=== Begin Enclosure ===
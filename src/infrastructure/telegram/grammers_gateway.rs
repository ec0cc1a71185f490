//! Grammers Gateway - 基于 grammers SDK 的生产实现
//!
//! 传输加密、MTProto 编解码、授权密钥交换、会话序列化全部由
//! grammers 完成，这里只做登录握手的编排：
//! - 手机验证码流程走 SDK 的高层 API（`request_login_code` /
//!   `sign_in` / `check_password`，PHONE_MIGRATE 由 SDK 内部处理）
//! - QR 流程走 raw API（`auth.exportLoginToken` / `auth.importLoginToken`）
//!
//! 每个 attempt 在这里持有自己的客户端连接和中间 token；操作期间
//! 句柄被整体取出，结束后放回，同一 attempt 的并发请求因此拿不到
//! 句柄而得到 `NoPendingAuth`。

use std::time::Duration;

use async_trait::async_trait;
use base64::engine::general_purpose::{STANDARD, URL_SAFE_NO_PAD};
use base64::Engine as _;
use chrono::{DateTime, TimeZone, Utc};
use dashmap::DashMap;
use grammers_client::grammers_tl_types as tl;
use grammers_client::session::Session;
use grammers_client::types::{LoginToken, PasswordToken};
use grammers_client::{Client, Config, InitParams, SignInError};

use crate::application::ports::{
    AuthGatewayError, AuthGatewayPort, PhoneCodeSent, PhoneSignInOutcome, QrIssued, QrPollOutcome,
    SignedIn,
};

/// Grammers 网关配置
#[derive(Clone)]
pub struct GrammersGatewayConfig {
    /// my.telegram.org 申请的 api_id
    pub api_id: i32,
    /// my.telegram.org 申请的 api_hash
    pub api_hash: String,
    /// 单次 SDK 调用超时（秒）
    pub request_timeout_secs: u64,
}

/// attempt 对应的 SDK 侧状态
struct PendingAuth {
    client: Client,
    phone: Option<String>,
    login_token: Option<LoginToken>,
    password_token: Option<PasswordToken>,
    /// 最近一次导出的 QR token 原始字节，用于判断平台是否已换发
    qr_token: Option<Vec<u8>>,
}

impl PendingAuth {
    fn new(client: Client) -> Self {
        Self {
            client,
            phone: None,
            login_token: None,
            password_token: None,
            qr_token: None,
        }
    }
}

/// QR token 导出的两种结果
enum QrExport {
    Issued(QrIssued),
    Signed(SignedIn),
}

/// Grammers Gateway
pub struct GrammersGateway {
    config: GrammersGatewayConfig,
    pending: DashMap<String, PendingAuth>,
}

impl GrammersGateway {
    pub fn new(config: GrammersGatewayConfig) -> Self {
        Self {
            config,
            pending: DashMap::new(),
        }
    }

    fn request_timeout(&self) -> Duration {
        Duration::from_secs(self.config.request_timeout_secs)
    }

    fn take_pending(&self, attempt_id: &str) -> Result<PendingAuth, AuthGatewayError> {
        self.pending
            .remove(attempt_id)
            .map(|(_, p)| p)
            .ok_or_else(|| AuthGatewayError::NoPendingAuth(attempt_id.to_string()))
    }

    /// 建立全新的传输会话
    async fn connect(&self) -> Result<Client, AuthGatewayError> {
        let fut = Client::connect(Config {
            session: Session::new(),
            api_id: self.config.api_id,
            api_hash: self.config.api_hash.clone(),
            params: InitParams::default(),
        });
        match tokio::time::timeout(self.request_timeout(), fut).await {
            Ok(Ok(client)) => Ok(client),
            Ok(Err(e)) => Err(AuthGatewayError::Connect(e.to_string())),
            Err(_) => Err(AuthGatewayError::Connect("connection timed out".to_string())),
        }
    }

    /// 已授权连接的会话凭据字符串
    fn session_string(client: &Client) -> String {
        STANDARD.encode(client.session().save())
    }

    /// 在 attempt 的连接上请求发送验证码
    async fn request_code(
        &self,
        client: &Client,
        phone: &str,
    ) -> Result<LoginToken, AuthGatewayError> {
        let fut = client.request_login_code(phone);
        match tokio::time::timeout(self.request_timeout(), fut).await {
            Ok(Ok(token)) => Ok(token),
            Ok(Err(e)) => Err(AuthGatewayError::Rejected(e.to_string())),
            Err(_) => Err(AuthGatewayError::Connect(
                "send-code request timed out".to_string(),
            )),
        }
    }

    /// 导出（或刷新）QR 登录 token
    async fn export_qr_token(&self, p: &mut PendingAuth) -> Result<QrExport, AuthGatewayError> {
        let req = tl::functions::auth::ExportLoginToken {
            api_id: self.config.api_id,
            api_hash: self.config.api_hash.clone(),
            except_ids: Vec::new(),
        };

        let result = match tokio::time::timeout(self.request_timeout(), p.client.invoke(&req)).await
        {
            Ok(Ok(r)) => r,
            Ok(Err(e)) => return Err(AuthGatewayError::Rejected(e.to_string())),
            Err(_) => {
                return Err(AuthGatewayError::Connect(
                    "QR token export timed out".to_string(),
                ))
            }
        };

        match result {
            tl::enums::auth::LoginToken::Token(t) => {
                let login_url = format!("tg://login?token={}", URL_SAFE_NO_PAD.encode(&t.token));
                let expires_at = qr_expiry(t.expires);
                p.qr_token = Some(t.token);
                Ok(QrExport::Issued(QrIssued {
                    login_url,
                    expires_at,
                }))
            }
            tl::enums::auth::LoginToken::Success(s) => {
                self.finish_qr_authorization(&p.client, s.authorization)
                    .map(QrExport::Signed)
            }
            tl::enums::auth::LoginToken::MigrateTo(m) => {
                self.import_migrated_token(&p.client, m.token)
                    .await
                    .map(QrExport::Signed)
            }
        }
    }

    /// 扫码账号在另一个 DC 时，尝试在当前连接上导入迁移 token。
    /// 跨 DC 导入可能被拒绝，此时提示用户改走验证码流程。
    async fn import_migrated_token(
        &self,
        client: &Client,
        token: Vec<u8>,
    ) -> Result<SignedIn, AuthGatewayError> {
        let req = tl::functions::auth::ImportLoginToken { token };
        match tokio::time::timeout(self.request_timeout(), client.invoke(&req)).await {
            Ok(Ok(result)) => {
                let authorization = imported_authorization(result)?;
                self.finish_qr_authorization(client, authorization)
            }
            Ok(Err(e)) => Err(AuthGatewayError::Rejected(format!(
                "该账号在另一个数据中心，导入登录 token 失败（请改用验证码登录）: {e}"
            ))),
            Err(_) => Err(AuthGatewayError::Connect(
                "QR token import timed out".to_string(),
            )),
        }
    }

    fn finish_qr_authorization(
        &self,
        client: &Client,
        authorization: tl::enums::auth::Authorization,
    ) -> Result<SignedIn, AuthGatewayError> {
        match authorization {
            tl::enums::auth::Authorization::Authorization(_) => Ok(SignedIn {
                session_string: Self::session_string(client),
            }),
            tl::enums::auth::Authorization::SignUpRequired(_) => Err(AuthGatewayError::Rejected(
                "该账号尚未注册，请先在官方客户端完成注册".to_string(),
            )),
        }
    }
}

/// auth.importLoginToken 的返回类型仍是 auth.LoginToken；
/// 只有 Success 变体才携带授权，Token / MigrateTo 表示当前连接
/// 完不成导入
fn imported_authorization(
    result: tl::enums::auth::LoginToken,
) -> Result<tl::enums::auth::Authorization, AuthGatewayError> {
    match result {
        tl::enums::auth::LoginToken::Success(s) => Ok(s.authorization),
        tl::enums::auth::LoginToken::Token(_) | tl::enums::auth::LoginToken::MigrateTo(_) => {
            Err(AuthGatewayError::Rejected(
                "该账号在另一个数据中心，当前连接无法完成登录（请改用验证码登录）".to_string(),
            ))
        }
    }
}

/// 平台给出的过期时刻；时间戳异常时退到 30 秒后
fn qr_expiry(expires: i32) -> DateTime<Utc> {
    Utc.timestamp_opt(i64::from(expires), 0)
        .single()
        .unwrap_or_else(|| Utc::now() + chrono::Duration::seconds(30))
}

#[async_trait]
impl AuthGatewayPort for GrammersGateway {
    async fn begin_phone_auth(
        &self,
        attempt_id: &str,
        phone: &str,
    ) -> Result<PhoneCodeSent, AuthGatewayError> {
        let client = self.connect().await?;
        let token = self.request_code(&client, phone).await?;

        let mut pending = PendingAuth::new(client);
        pending.phone = Some(phone.to_string());
        pending.login_token = Some(token);
        self.pending.insert(attempt_id.to_string(), pending);

        tracing::debug!(attempt_id = %attempt_id, "grammers: login code requested");
        // 高层 API 不暴露 sentCode.timeout，冷却交给配置默认值
        Ok(PhoneCodeSent { timeout_secs: None })
    }

    async fn resend_phone_code(&self, attempt_id: &str) -> Result<PhoneCodeSent, AuthGatewayError> {
        let mut pending = self.take_pending(attempt_id)?;
        let phone = match pending.phone.clone() {
            Some(p) => p,
            None => {
                self.pending.insert(attempt_id.to_string(), pending);
                return Err(AuthGatewayError::NoPendingAuth(attempt_id.to_string()));
            }
        };

        // SDK 不暴露 auth.resendCode（code hash 对调用方不可见），
        // 在已连接的句柄上重新发起 send-code 请求即等价于请求重投递，
        // 投递渠道（应用内 / SMS / 电话）由平台自行决定。
        let result = self.request_code(&pending.client, &phone).await;
        match result {
            Ok(token) => {
                pending.login_token = Some(token);
                self.pending.insert(attempt_id.to_string(), pending);
                tracing::debug!(attempt_id = %attempt_id, "grammers: login code re-requested");
                Ok(PhoneCodeSent { timeout_secs: None })
            }
            Err(e) => {
                self.pending.insert(attempt_id.to_string(), pending);
                Err(e)
            }
        }
    }

    async fn complete_phone_auth(
        &self,
        attempt_id: &str,
        code: &str,
    ) -> Result<PhoneSignInOutcome, AuthGatewayError> {
        let mut pending = self.take_pending(attempt_id)?;
        let token = match pending.login_token.take() {
            Some(t) => t,
            None => {
                self.pending.insert(attempt_id.to_string(), pending);
                return Err(AuthGatewayError::NoPendingAuth(attempt_id.to_string()));
            }
        };

        let result =
            match tokio::time::timeout(self.request_timeout(), pending.client.sign_in(&token, code))
                .await
            {
                Ok(r) => r,
                Err(_) => {
                    pending.login_token = Some(token);
                    self.pending.insert(attempt_id.to_string(), pending);
                    return Err(AuthGatewayError::Connect("sign-in timed out".to_string()));
                }
            };

        match result {
            Ok(_user) => {
                let session_string = Self::session_string(&pending.client);
                tracing::debug!(attempt_id = %attempt_id, "grammers: phone sign-in ok");
                Ok(PhoneSignInOutcome::SignedIn(SignedIn { session_string }))
            }
            Err(SignInError::InvalidCode) => {
                // code hash 仍有效，允许用户换个码重试
                pending.login_token = Some(token);
                self.pending.insert(attempt_id.to_string(), pending);
                Err(AuthGatewayError::InvalidCode)
            }
            Err(SignInError::PasswordRequired(password_token)) => {
                let hint = password_token.hint().map(|h| h.to_string());
                pending.password_token = Some(password_token);
                self.pending.insert(attempt_id.to_string(), pending);
                tracing::debug!(attempt_id = %attempt_id, "grammers: 2FA required");
                Ok(PhoneSignInOutcome::PasswordRequired { hint })
            }
            Err(e) => {
                pending.login_token = Some(token);
                self.pending.insert(attempt_id.to_string(), pending);
                Err(AuthGatewayError::Rejected(e.to_string()))
            }
        }
    }

    async fn complete_password_auth(
        &self,
        attempt_id: &str,
        password: &str,
    ) -> Result<SignedIn, AuthGatewayError> {
        let mut pending = self.take_pending(attempt_id)?;
        let password_token = pending
            .password_token
            .take()
            .ok_or_else(|| AuthGatewayError::NoPendingAuth(attempt_id.to_string()))?;

        // SRP 挑战一次有效，失败后不放回句柄，流程只能重来
        let result = tokio::time::timeout(
            self.request_timeout(),
            pending.client.check_password(password_token, password),
        )
        .await;

        match result {
            Ok(Ok(_user)) => {
                let session_string = Self::session_string(&pending.client);
                tracing::debug!(attempt_id = %attempt_id, "grammers: 2FA sign-in ok");
                Ok(SignedIn { session_string })
            }
            Ok(Err(e)) => Err(AuthGatewayError::InvalidPassword(e.to_string())),
            Err(_) => Err(AuthGatewayError::Connect(
                "password check timed out".to_string(),
            )),
        }
    }

    async fn begin_qr_auth(&self, attempt_id: &str) -> Result<QrIssued, AuthGatewayError> {
        let mut pending = PendingAuth::new(self.connect().await?);

        match self.export_qr_token(&mut pending).await {
            Ok(QrExport::Issued(issued)) => {
                self.pending.insert(attempt_id.to_string(), pending);
                tracing::debug!(attempt_id = %attempt_id, "grammers: QR token exported");
                Ok(issued)
            }
            Ok(QrExport::Signed(_)) => Err(AuthGatewayError::Sdk(
                "unexpected authorization on fresh QR export".to_string(),
            )),
            Err(e) => Err(e),
        }
    }

    async fn poll_qr_auth(&self, attempt_id: &str) -> Result<QrPollOutcome, AuthGatewayError> {
        let mut pending = self.take_pending(attempt_id)?;
        let previous = pending.qr_token.clone();

        match self.export_qr_token(&mut pending).await {
            Ok(QrExport::Signed(signed_in)) => {
                // 登录完成，句柄不再放回
                Ok(QrPollOutcome::SignedIn(signed_in))
            }
            Ok(QrExport::Issued(issued)) => {
                let refreshed = previous.as_deref() != pending.qr_token.as_deref();
                self.pending.insert(attempt_id.to_string(), pending);
                if refreshed {
                    Ok(QrPollOutcome::Refreshed(issued))
                } else {
                    Ok(QrPollOutcome::Pending)
                }
            }
            Err(e) => {
                self.pending.insert(attempt_id.to_string(), pending);
                Err(e)
            }
        }
    }

    async fn abort(&self, attempt_id: &str) {
        if self.pending.remove(attempt_id).is_some() {
            tracing::debug!(attempt_id = %attempt_id, "grammers: pending auth dropped");
        }
    }
}

#[cfg(test)]
mod tests {
    use super::*;

    #[test]
    fn import_token_result_rejected_without_authorization() {
        // 导入后平台又发了一个普通 token：没有授权可用
        let token = tl::enums::auth::LoginToken::Token(tl::types::auth::LoginToken {
            expires: 0,
            token: vec![1, 2, 3],
        });
        assert!(matches!(
            imported_authorization(token),
            Err(AuthGatewayError::Rejected(_))
        ));

        // 再次要求迁移：当前连接同样完不成登录
        let migrate =
            tl::enums::auth::LoginToken::MigrateTo(tl::types::auth::LoginTokenMigrateTo {
                dc_id: 2,
                token: vec![1, 2, 3],
            });
        assert!(matches!(
            imported_authorization(migrate),
            Err(AuthGatewayError::Rejected(_))
        ));
    }

    #[test]
    fn qr_expiry_uses_platform_timestamp() {
        assert_eq!(qr_expiry(1_700_000_000).timestamp(), 1_700_000_000);
    }
}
=== End Enclosure ===
▶ [Your instructions]
Single out each line of the records above with the string "PasswordRequired" in it, and copy it.

▶ [Exercise answer]
            Err(SignInError::PasswordRequired(password_token)) => {
                Ok(PhoneSignInOutcome::PasswordRequired { hint })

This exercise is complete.